## What to work on
Below are the records. Gather each line that holds "json".

Saved data entries:
⟨
//! Integration tests for `DurableStore` section persistence.

use std::collections::BTreeMap;
use std::sync::Arc;

use carebridge_core::{DurableStore, MemoryStorage, StorageBackend};
use carebridge_domain::constants::{
    SECTION_DEAD_LETTERS, SECTION_LAST_SYNC, SECTION_OFFLINE_DATA, SECTION_PENDING_ACTIONS,
};
use carebridge_domain::{OfflineSnapshot, PendingAction};
use serde_json::json;

const SECTIONS: [&str; 4] =
    [SECTION_OFFLINE_DATA, SECTION_PENDING_ACTIONS, SECTION_LAST_SYNC, SECTION_DEAD_LETTERS];

fn sample_snapshot() -> OfflineSnapshot {
    let mut offline_data = BTreeMap::new();
    offline_data.insert("patients".to_string(), json!([{"id": "p-1", "name": "Ana"}]));
    offline_data.insert("pipeline".to_string(), json!({"stages": ["lead", "won"]}));

    let mut retried = PendingAction::new("sendEmail", json!({"to": "a@b.c"}), 20);
    retried.retry_count = 2;

    OfflineSnapshot {
        offline_data,
        pending_actions: vec![
            PendingAction::new("createContact", json!({"name": "Jane"}), 10),
            retried,
        ],
        last_sync_timestamp: Some(1_700_000_000_123),
        dead_letter_actions: vec![PendingAction::new("createDeal", json!(null), 5)],
    }
}

fn save_all(store: &DurableStore, snapshot: &OfflineSnapshot) {
    store.save(SECTION_OFFLINE_DATA, &snapshot.offline_data).unwrap();
    store.save(SECTION_PENDING_ACTIONS, &snapshot.pending_actions).unwrap();
    store.save(SECTION_LAST_SYNC, &snapshot.last_sync_timestamp).unwrap();
    store.save(SECTION_DEAD_LETTERS, &snapshot.dead_letter_actions).unwrap();
}

/// Validates `DurableStore::load` behavior for the load-after-save scenario.
///
/// Assertions:
/// - Confirms the loaded snapshot equals the saved one.
/// - Confirms re-saving the loaded snapshot writes identical bytes.
#[test]
fn load_after_save_reproduces_every_section() {
    let backend = Arc::new(MemoryStorage::new());
    let store = DurableStore::new(backend.clone());
    let snapshot = sample_snapshot();

    save_all(&store, &snapshot);
    let before: Vec<_> = SECTIONS.iter().map(|key| backend.read(key).unwrap()).collect();

    let loaded = store.load();
    assert_eq!(loaded, snapshot);

    save_all(&store, &loaded);
    let after: Vec<_> = SECTIONS.iter().map(|key| backend.read(key).unwrap()).collect();
    assert_eq!(before, after);
}

#[test]
fn each_corrupt_section_is_isolated() {
    let snapshot = sample_snapshot();

    for corrupt in SECTIONS {
        let backend = Arc::new(MemoryStorage::new());
        let store = DurableStore::new(backend.clone());
        save_all(&store, &snapshot);
        backend.write(corrupt, "\u{0}garbage").unwrap();

        let loaded = store.load();
        let mut expected = snapshot.clone();
        match corrupt {
            SECTION_OFFLINE_DATA => expected.offline_data = BTreeMap::new(),
            SECTION_PENDING_ACTIONS => expected.pending_actions = Vec::new(),
            SECTION_LAST_SYNC => expected.last_sync_timestamp = None,
            _ => expected.dead_letter_actions = Vec::new(),
        }
        assert_eq!(loaded, expected, "corrupting {corrupt} leaked into other sections");
    }
}

#[test]
fn wrong_shape_is_treated_as_absent() {
    let backend = Arc::new(
        MemoryStorage::new()
            .with_section(SECTION_PENDING_ACTIONS, r#"{"not":"an array"}"#)
            .with_section(SECTION_LAST_SYNC, r#""yesterday""#),
    );
    let store = DurableStore::new(backend);

    let loaded = store.load();
    assert!(loaded.pending_actions.is_empty());
    assert_eq!(loaded.last_sync_timestamp, None);
}

#[test]
fn clear_all_removes_every_section() {
    let backend = Arc::new(MemoryStorage::new());
    let store = DurableStore::new(backend.clone());
    save_all(&store, &sample_snapshot());

    assert!(store.clear_all());
    assert!(backend.is_empty());
    assert_eq!(store.load(), OfflineSnapshot::default());
}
⟩
## Your solution
use serde_json::json;
    offline_data.insert("patients".to_string(), json!([{"id": "p-1", "name": "Ana"}]));
    offline_data.insert("pipeline".to_string(), json!({"stages": ["lead", "won"]}));
    let mut retried = PendingAction::new("sendEmail", json!({"to": "a@b.c"}), 20);
            PendingAction::new("createContact", json!({"name": "Jane"}), 10),
        dead_letter_actions: vec![PendingAction::new("createDeal", json!(null), 5)],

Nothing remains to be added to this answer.